One oddity about many displays (including the SSD1306) is that you can't write
to a single pixel. Single pixels are not addressable (it would be a waste of
RAM on a 1-bit display), so you usually have to send a write sequence that
includes a memory offset and then a data byte (8 pixels). That also implies
you can only write to 8-pixel wide blocks on the display in one go.

If you have RAM on your micro, the way to minimise write overhead and code
complexity is to buffer the entire display and then update it in one go; I
assume this is what adafruit does. Most displays have a mode where you keep
sending bytes and it'll auto increment the display pointer. However now you
have the cost of updating the entire display if you just want to update say
four numbers for a sensor readout.

An approach I've used in the past is to defined a variable width font 8 pixels
high (i.e. each character is 8xN). This is stored column-wise in memory (so
character[10][0] has the bits in the first col). Then a write operation simply
involved writing to a memory location, and iterating through each character's
columns in the string. It's very fast even over I2C.
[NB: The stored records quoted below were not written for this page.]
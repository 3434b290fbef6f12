use thiserror::Error;

/// Top-level error type for the triangulation engine.
#[derive(Debug, Error, Clone, PartialEq)]
pub enum TinError {
    #[error(transparent)]
    Geometry(#[from] GeometryError),

    #[error(transparent)]
    Topology(#[from] TopologyError),

    #[error(transparent)]
    Operation(#[from] OperationError),
}

/// Errors related to geometric computations.
#[derive(Debug, Error, Clone, PartialEq)]
pub enum GeometryError {
    #[error("target elevation {target} is outside the segment's elevation range [{low}, {high}]")]
    UndefinedElevationInterpolation { target: f64, low: f64, high: f64 },
}

/// Errors related to the mesh arena and triangle adjacency.
#[derive(Debug, Error, Clone, PartialEq)]
pub enum TopologyError {
    #[error("entity not found: {0}")]
    EntityNotFound(String),

    #[error("segment is not an edge of the triangle: {0}")]
    NotAnEdge(String),

    #[error("invalid topology: {0}")]
    InvalidTopology(String),

    /// The point fell on an edge that has only one adjacent triangle.
    #[error("point ({x}, {y}) lies on a mesh boundary edge with a single adjacent triangle")]
    DegenerateBoundaryInsertion { x: f64, y: f64 },
}

/// Errors related to triangulation operations.
#[derive(Debug, Error, Clone, PartialEq)]
pub enum OperationError {
    #[error("not enough points: need at least 3, got {found}")]
    NotEnoughPoints { found: usize },

    #[error("invalid permutation: {0}")]
    InvalidPermutation(String),
}

/// Convenience type alias for results using [`TinError`].
pub type Result<T> = std::result::Result<T, TinError>;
I would define an imaginary grid on the display and then call something like
put_text(row, x, "my_string"). The approach means your write regions must be
multiples of eight high, but the width doesn't matter. And you can also use
this for things like simple sparkline plots where you don't need to store an
entire displays' worth of data. I believe on the SSD1306 you get to choose
whether the RAM is treated in column-wise order or row-wise order (or
something like that to make this approach work).
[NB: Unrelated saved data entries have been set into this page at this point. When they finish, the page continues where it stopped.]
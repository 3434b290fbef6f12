use std::fmt;
use std::ops::{Add, Mul, Sub};

use crate::error::GeometryError;
use crate::math::{Point3, Vector2, Vector3};

/// A planar position with an auxiliary elevation.
///
/// Only `x` and `y` take part in the triangulation predicates; `z` is carried
/// along for elevation queries on the finished mesh.
#[derive(Debug, Clone, Copy, PartialEq, Default)]
pub struct Coordinate {
    pub x: f64,
    pub y: f64,
    pub z: f64,
}

impl Coordinate {
    /// Creates a coordinate from its three components.
    #[must_use]
    pub const fn new(x: f64, y: f64, z: f64) -> Self {
        Self { x, y, z }
    }

    /// Creates a coordinate at elevation zero.
    #[must_use]
    pub const fn planar(x: f64, y: f64) -> Self {
        Self { x, y, z: 0.0 }
    }

    /// Multiplies every component by `factor`.
    #[must_use]
    pub fn scale(self, factor: f64) -> Self {
        Self::new(self.x * factor, self.y * factor, self.z * factor)
    }

    /// Planar length `sqrt(x² + y²)`.
    #[must_use]
    pub fn magnitude(self) -> f64 {
        self.xy().norm()
    }

    /// Planar dot product.
    #[must_use]
    pub fn dot(self, other: Self) -> f64 {
        self.xy().dot(&other.xy())
    }

    /// Pseudo cross product `y1 * x2 - x1 * y2`.
    ///
    /// This is the dot product of the perpendicular of `self` with `other`;
    /// it is positive when `other` points clockwise from `self`.
    #[must_use]
    pub fn cross_2d(self, other: Self) -> f64 {
        self.y * other.x - self.x * other.y
    }

    /// 3D cross product.
    #[must_use]
    pub fn cross(self, other: Self) -> Self {
        self.to_vector().cross(&other.to_vector()).into()
    }

    /// Returns the point on the segment towards `other` whose interpolated
    /// elevation equals `target_z`.
    ///
    /// # Errors
    ///
    /// Returns [`GeometryError::UndefinedElevationInterpolation`] if
    /// `target_z` lies outside the elevation range of the two endpoints, or
    /// if both endpoints share an elevation different from `target_z`.
    pub fn divide(self, other: Self, target_z: f64) -> Result<Self, GeometryError> {
        let low = self.z.min(other.z);
        let high = self.z.max(other.z);
        let undefined = GeometryError::UndefinedElevationInterpolation {
            target: target_z,
            low,
            high,
        };

        if !(low..=high).contains(&target_z) {
            return Err(undefined);
        }

        let rise = other.z - self.z;
        if rise == 0.0 {
            // Flat segment: the whole segment sits at the target.
            return Ok(Self::new(self.x, self.y, target_z));
        }

        let lambda = (target_z - self.z) / rise;
        Ok(Self::new(
            self.x + (other.x - self.x) * lambda,
            self.y + (other.y - self.y) * lambda,
            target_z,
        ))
    }

    /// Returns the planar part as a 2D vector.
    #[must_use]
    pub fn xy(self) -> Vector2 {
        Vector2::new(self.x, self.y)
    }

    /// Returns the coordinate as a 3D vector.
    #[must_use]
    pub fn to_vector(self) -> Vector3 {
        Vector3::new(self.x, self.y, self.z)
    }
}

impl Add for Coordinate {
    type Output = Self;

    fn add(self, rhs: Self) -> Self {
        Self::new(self.x + rhs.x, self.y + rhs.y, self.z + rhs.z)
    }
}

impl Sub for Coordinate {
    type Output = Self;

    fn sub(self, rhs: Self) -> Self {
        Self::new(self.x - rhs.x, self.y - rhs.y, self.z - rhs.z)
    }
}

impl Mul<f64> for Coordinate {
    type Output = Self;

    fn mul(self, rhs: f64) -> Self {
        self.scale(rhs)
    }
}

impl From<Vector3> for Coordinate {
    fn from(v: Vector3) -> Self {
        Self::new(v.x, v.y, v.z)
    }
}

impl From<Point3> for Coordinate {
    fn from(p: Point3) -> Self {
        Self::new(p.x, p.y, p.z)
    }
}

impl From<Coordinate> for Point3 {
    fn from(c: Coordinate) -> Self {
        Point3::new(c.x, c.y, c.z)
    }
}

impl fmt::Display for Coordinate {
    fn fmt(&self, f: &mut fmt::Formatter<'_>) -> fmt::Result {
        write!(f, "({}, {}, {})", self.x, self.y, self.z)
    }
}

#[cfg(test)]
#[allow(clippy::unwrap_used)]
mod tests {
    use approx::assert_relative_eq;

    use super::*;

    #[test]
    fn arithmetic_is_componentwise() {
        let a = Coordinate::new(1.0, 2.0, 3.0);
        let b = Coordinate::new(0.5, -1.0, 2.0);
        assert_eq!(a + b, Coordinate::new(1.5, 1.0, 5.0));
        assert_eq!(a - b, Coordinate::new(0.5, 3.0, 1.0));
        assert_eq!(a * 2.0, Coordinate::new(2.0, 4.0, 6.0));
    }

    #[test]
    fn magnitude_and_dot_ignore_elevation() {
        let a = Coordinate::new(3.0, 4.0, 100.0);
        assert_relative_eq!(a.magnitude(), 5.0);
        assert_relative_eq!(a.dot(Coordinate::new(1.0, 1.0, 50.0)), 7.0);
    }

    #[test]
    fn pseudo_cross_sign() {
        let x = Coordinate::planar(1.0, 0.0);
        let y = Coordinate::planar(0.0, 1.0);
        // y1*x2 - x1*y2
        assert_relative_eq!(x.cross_2d(y), -1.0);
        assert_relative_eq!(y.cross_2d(x), 1.0);
        assert_relative_eq!(x.cross_2d(x), 0.0);
    }

    #[test]
    fn cross_product_follows_right_hand_rule() {
        let x = Coordinate::new(1.0, 0.0, 0.0);
        let y = Coordinate::new(0.0, 1.0, 0.0);
        assert_eq!(x.cross(y), Coordinate::new(0.0, 0.0, 1.0));
    }

    #[test]
    fn divide_interpolates_position() {
        let a = Coordinate::new(0.0, 0.0, 10.0);
        let b = Coordinate::new(4.0, 2.0, 20.0);
        let mid = a.divide(b, 15.0).unwrap();
        assert_relative_eq!(mid.x, 2.0);
        assert_relative_eq!(mid.y, 1.0);
        assert_relative_eq!(mid.z, 15.0);
    }

    #[test]
    fn divide_is_direction_independent() {
        let a = Coordinate::new(0.0, 0.0, 20.0);
        let b = Coordinate::new(4.0, 0.0, 10.0);
        let p = a.divide(b, 17.5).unwrap();
        let q = b.divide(a, 17.5).unwrap();
        assert_relative_eq!(p.x, 1.0);
        assert_relative_eq!(q.x, 1.0);
    }

    #[test]
    fn divide_out_of_range_fails() {
        let a = Coordinate::new(0.0, 0.0, 10.0);
        let b = Coordinate::new(1.0, 0.0, 20.0);
        let err = a.divide(b, 25.0).unwrap_err();
        assert_eq!(
            err,
            GeometryError::UndefinedElevationInterpolation {
                target: 25.0,
                low: 10.0,
                high: 20.0
            }
        );
        assert!(a.divide(b, f64::NAN).is_err());
    }

    #[test]
    fn divide_flat_segment() {
        let a = Coordinate::new(2.0, 3.0, 5.0);
        let b = Coordinate::new(4.0, 3.0, 5.0);
        assert_eq!(a.divide(b, 5.0).unwrap(), a);
        assert!(a.divide(b, 6.0).is_err());
    }

    #[test]
    fn converts_to_and_from_nalgebra() {
        let c = Coordinate::new(1.0, 2.0, 3.0);
        let p: Point3 = c.into();
        assert_eq!(Coordinate::from(p), c);
    }
}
Obviously refresh rate is determined by how much you change on the display per
second, but for a few numeric fields it's really fast.

EDIT:
[https://www.electrodragon.com/w/images/9/95/SSD1306.pdf](https://www.electrodragon.com/w/images/9/95/SSD1306.pdf)

Yes - it has either vertical or horizontal page addressing which you can
exploit.

I strongly recommend trying to write a display driver. The SSD1306 is great,
and they're so cheap on eBay. You get instant feedback when stuff isn't right
and it's a lot of fun trying to write efficient routines on 8-bit
microcontrollers.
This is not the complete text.